Why this fails for a type...

If you write type then you do not construct a new type, you construct an alias. So you defined:

type VarName a = Text

Hence now each time you write VarName SomeType, you have basically written Text. So VarName Char ~ VarName Int ~ Text (the tilde ~ means that the two types are equal).

Type aliases are useful however since they typically minimize the code (frequently the name of the alias is shorter than its counterpart), it reduces the complexity of signatures (one does not have to remember a large hierarchy of types), and finally it can be used if some types are not yet fully decided (for example time can be modelled as an Int32, Int64, etc.) and we want to define some placeholder to easily change a large number of signatures.

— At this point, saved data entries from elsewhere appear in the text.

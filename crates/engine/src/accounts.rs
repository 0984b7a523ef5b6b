use chrono::{Local, NaiveDateTime};
use rust_decimal::Decimal;
use sighub_core::*;
use std::sync::Arc;
use tokio::sync::Mutex;
use tracing::{debug, info, warn};

const AUTOUPDATE_COMMENT: &str = "Autoupdate";

/// Keeps account balances and their daily snapshots current.
pub struct AccountLedger {
    store: Arc<dyn Store>,
    /// Serializes the read-modify-write of the daily snapshot.
    write_lock: Mutex<()>,
}

impl AccountLedger {
    pub fn new(store: Arc<dyn Store>) -> Self {
        Self {
            store,
            write_lock: Mutex::new(()),
        }
    }

    /// Record a balance report from the terminal logged into `account_number`.
    ///
    /// Returns `Ok(false)` when no terminal or account matches.
    pub async fn update_balance(
        &self,
        account_number: i64,
        balance: Decimal,
        equity: Decimal,
    ) -> Result<bool, StoreError> {
        self.update_balance_at(account_number, balance, equity, Local::now().naive_local())
            .await
    }

    pub async fn update_balance_at(
        &self,
        account_number: i64,
        balance: Decimal,
        equity: Decimal,
        now: NaiveDateTime,
    ) -> Result<bool, StoreError> {
        let Some(mut account) = self.account_for(account_number).await? else {
            debug!(account = account_number, "No account for balance update");
            return Ok(false);
        };

        let _guard = self.write_lock.lock().await;

        account.balance = balance;
        account.equity = equity;
        account.last_update = Some(now);
        let account_id = account.id;
        self.store.update_record(account).await?;

        let today = now.date();
        let latest = self
            .store
            .list_records::<AccountState>()
            .await?
            .into_iter()
            .filter(|s| s.account_id == account_id)
            .max_by_key(|s| (s.date, s.id));

        match latest {
            Some(mut state) if state.date.date() == today => {
                state.date = now;
                state.balance = balance;
                state.comment = Some(AUTOUPDATE_COMMENT.to_string());
                self.store.update_record(state).await?;
            }
            _ => {
                self.store
                    .insert_record(AccountState {
                        id: 0,
                        account_id,
                        date: now,
                        balance,
                        comment: Some(AUTOUPDATE_COMMENT.to_string()),
                    })
                    .await?;
            }
        }

        info!(account = account_number, %balance, %equity, "Balance updated");
        Ok(true)
    }

    async fn account_for(&self, account_number: i64) -> Result<Option<Account>, StoreError> {
        let terminal = self
            .store
            .list_records::<Terminal>()
            .await?
            .into_iter()
            .find(|t| t.account_number == account_number);

        let Some(account_id) = terminal.and_then(|t| t.account_id) else {
            return Ok(None);
        };

        let account = self.store.get_record::<Account>(account_id).await?;
        if account.is_none() {
            warn!(account = account_number, account_id, "Terminal points at a missing account");
        }
        Ok(account)
    }
}

#[cfg(test)]
mod tests {
    use super::*;
    use crate::testutil::*;
    use rust_decimal_macros::dec;

    async fn ledger() -> (Arc<FlakyStore>, AccountLedger) {
        let store = Arc::new(FlakyStore::new());
        store.seed(account(9, "USD", 0)).await;
        store.seed(terminal(5, 1001, 9, false)).await;
        let ledger = AccountLedger::new(store.clone());
        (store, ledger)
    }

    async fn states(store: &FlakyStore) -> Vec<AccountState> {
        store.list_records::<AccountState>().await.unwrap()
    }

    #[tokio::test]
    async fn test_balance_check_updates_account_and_snapshot() {
        let (store, ledger) = ledger().await;
        let now = at(2024, 3, 5, 14, 0);

        let updated = ledger
            .update_balance_at(1001, dec!(5000.0), dec!(5010.0), now)
            .await
            .unwrap();
        assert!(updated);

        let account = store.get_record::<Account>(9).await.unwrap().unwrap();
        assert_eq!(account.balance, dec!(5000.0));
        assert_eq!(account.equity, dec!(5010.0));
        assert_eq!(account.last_update, Some(now));

        let states = states(&store).await;
        assert_eq!(states.len(), 1);
        assert_eq!(states[0].balance, dec!(5000.0));
        assert_eq!(states[0].comment.as_deref(), Some("Autoupdate"));
    }

    #[tokio::test]
    async fn test_same_day_updates_keep_one_snapshot() {
        let (store, ledger) = ledger().await;
        ledger
            .update_balance_at(1001, dec!(100), dec!(100), at(2024, 3, 5, 9, 0))
            .await
            .unwrap();
        ledger
            .update_balance_at(1001, dec!(120), dec!(121), at(2024, 3, 5, 18, 30))
            .await
            .unwrap();

        let states = states(&store).await;
        assert_eq!(states.len(), 1);
        assert_eq!(states[0].balance, dec!(120));
        assert_eq!(states[0].date, at(2024, 3, 5, 18, 30));
    }

    #[tokio::test]
    async fn test_new_day_inserts_new_snapshot() {
        let (store, ledger) = ledger().await;
        store
            .seed(state(9, at(2024, 3, 4, 23, 0), dec!(90)))
            .await;
        ledger
            .update_balance_at(1001, dec!(100), dec!(100), at(2024, 3, 5, 9, 0))
            .await
            .unwrap();

        let mut balances: Vec<Decimal> = states(&store).await.iter().map(|s| s.balance).collect();
        balances.sort();
        assert_eq!(balances, vec![dec!(90), dec!(100)]);
    }

    #[tokio::test]
    async fn test_unknown_terminal_is_noop() {
        let (store, ledger) = ledger().await;
        let updated = ledger
            .update_balance_at(4242, dec!(1), dec!(1), at(2024, 3, 5, 9, 0))
            .await
            .unwrap();
        assert!(!updated);
        assert!(states(&store).await.is_empty());
    }

    #[tokio::test]
    async fn test_store_failure_is_reported() {
        let (store, ledger) = ledger().await;
        store.set_failing(true);
        let result = ledger
            .update_balance_at(1001, dec!(1), dec!(1), at(2024, 3, 5, 9, 0))
            .await;
        assert!(matches!(result, Err(StoreError::Database(_))));
    }
}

But the point is that each time you write a VarName Char for example, Haskell will replace this with Text. So now if we take a look at your function, you have written:

reflectiveNames :: Reflective a => [Text]
reflectiveNames = map reflectiveName reflectiveDefaults

Now there is a problem with this function: there is a type variable a (in Reflective a), but nowhere in the signature do we use this type parameter. The problem is that Haskell does not know what a to fill in in case you call this function, and that is a real problem (here), since the semantics of reflectiveName and reflectiveDefaults can be completely different for an a ~ Char, then for an a ~ Int. The compiler can not just "pick" a type for a, since that would mean that two different Haskell compilers, could end up with functions that generate different output, and thus a different program (usually one of the fundamental desired aspects of a programming language is unambiguity, the fact that there are no two semantically different programs that map on the same source code).

... and why it works for a newtype

Now why doesn't this happen if we use newtype? Basically a newtype is the same as a data declaration, except for some small details: behind the curtains for example, Haskell will not produce such constructor, it will simply store the value that is wrapped inside the constructor but it will see the value as a different type. The newtype definition

newtype VarName a = VarName Text

is thus (conceptually) almost equivalent to:

data VarName a = VarName Text

Although Haskell will (given it is a compiler that can deal with such optimization) factor the constructor away, we can conceptually assume that it is there.

But the main difference is that we did not define a type signature: we defined a new type, so the function signature stays:

reflectiveNames :: Reflective a => [VarName a]
reflectiveNames = map reflectiveName reflectiveDefaults

and we can not just write Text instead of VarName a, since a Text is not a VarName a. It also means that Haskell can perfectly derive what a is. If we would for instance trigger reflectiveNames :: [VarName Char], then it know that a is a Char, and it will thus use the instance of Reflective for a ~ Char. There is no ambiguity. Of course we can define aliasses like:

type Foo = VarName Char   -- a ~ Char
type Bar b = VarName Int  -- a ~ Int

But then still a is resolved to Char and Int respectively. Since this is a new type, we will always carry the type of a through the code, and hence the code is unambiguous.